Based on the microscopic hyperspectral imaging technique, an optical batch inspection method has been proposed by the authors to efficiently and precisely obtain the absolute emission spectra of red (R), green (G), and blue (B) Mini-/Micro-light-emitting diodes (Mini-/Micro-LEDs). The RGB Mini-LEDs (with a chip area of

$200\,\,\mu \text{m}\,\,\times 100\,\,\mu \text{m}$

) based array is selected for carrying out this experiment. Via the proposed method, the photometric and colorimetric properties of each Mini-LED pixel could be derived in detail. In this proposed method, an optimized Canny-based algorithm has been used for quickly detecting the effectively emitting area in the collected hyperspectral images, thus saving more time for workers.
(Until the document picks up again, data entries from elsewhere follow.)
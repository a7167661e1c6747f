#![allow(missing_docs)]
use strip_cycler::mode_switch::{Edge, ModeSwitch};
use strip_cycler::patterns::MODE_COUNT;

#[test]
fn press_cycle_advances_and_latches_one_event() {
    let mode_switch = ModeSwitch::new(MODE_COUNT);

    mode_switch.on_edge(Edge::Rising);
    mode_switch.on_edge(Edge::Falling);

    assert_eq!(mode_switch.pattern_index(), 1);
    assert!(mode_switch.poll_and_clear_advance());
    assert!(!mode_switch.poll_and_clear_advance());
}

#[test]
fn falling_edge_without_press_is_ignored() {
    let mode_switch = ModeSwitch::new(MODE_COUNT);

    mode_switch.on_edge(Edge::Falling);

    assert_eq!(mode_switch.pattern_index(), 0);
    assert!(!mode_switch.poll_and_clear_advance());
}

#[test]
fn bounce_during_one_press_advances_once() {
    let mode_switch = ModeSwitch::new(MODE_COUNT);

    // Contact bounce: extra rising edges while the press is already open.
    mode_switch.on_edge(Edge::Rising);
    mode_switch.on_edge(Edge::Rising);
    mode_switch.on_edge(Edge::Rising);
    mode_switch.on_edge(Edge::Falling);

    assert_eq!(mode_switch.pattern_index(), 1);
    assert!(mode_switch.poll_and_clear_advance());
    assert!(!mode_switch.poll_and_clear_advance());
}

#[test]
fn index_wraps_at_mode_count() {
    let mode_switch = ModeSwitch::new(MODE_COUNT);

    for _ in 0..MODE_COUNT {
        mode_switch.on_edge(Edge::Rising);
        mode_switch.on_edge(Edge::Falling);
    }

    assert_eq!(mode_switch.pattern_index(), 0);
}

#[test]
fn index_stays_in_range_for_every_count() {
    for mode_count in 1..=8 {
        let mode_switch = ModeSwitch::new(mode_count);
        for _ in 0..(3 * mode_count) {
            mode_switch.on_edge(Edge::Rising);
            mode_switch.on_edge(Edge::Falling);
            assert!(mode_switch.pattern_index() < mode_count);
        }
    }
}

#[test]
fn reading_index_does_not_consume_event() {
    let mode_switch = ModeSwitch::new(MODE_COUNT);

    mode_switch.on_edge(Edge::Rising);
    mode_switch.on_edge(Edge::Falling);

    assert_eq!(mode_switch.pattern_index(), 1);
    assert_eq!(mode_switch.pattern_index(), 1);
    assert!(mode_switch.poll_and_clear_advance());
}

#[test]
fn events_from_separate_presses_coalesce() {
    let mode_switch = ModeSwitch::new(MODE_COUNT);

    // Two full press cycles before the dispatcher gets around to polling:
    // the index moved twice but only one advance event is pending.
    mode_switch.on_edge(Edge::Rising);
    mode_switch.on_edge(Edge::Falling);
    mode_switch.on_edge(Edge::Rising);
    mode_switch.on_edge(Edge::Falling);

    assert_eq!(mode_switch.pattern_index(), 2);
    assert!(mode_switch.poll_and_clear_advance());
    assert!(!mode_switch.poll_and_clear_advance());
}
While compared with the traditional integrating-sphere-based method, the measured data between the proposed method and traditional method are in fairly good consistence, with their maximum deviation of < 3.2%. The external quantum efficiency (EQE) and chromaticity coordinates of each Mini-LED are acquired at the temperature ranging from 300 K to 340 K by the proposed method. Three RGB Micro-LEDs (with a chip area of

$10\,\,\mu \text{m}\,\,\times 10\,\,\mu \text{m}$

) based arrays are also selected for the optical batch detection, and the pseudocolor maps of normalized electroluminescence (EL) intensity for RGB Micro-LEDs are analyzed. Finally, the optical crosstalk of RGB Mini-LEDs is quantitatively defined and analyzed. The optical crosstalk effects are more prominent for red Mini-LEDs than the other two. Results indicate that the proposed method has shown potential applications in the field of Mini-/Micro-LEDs’ batch inspection.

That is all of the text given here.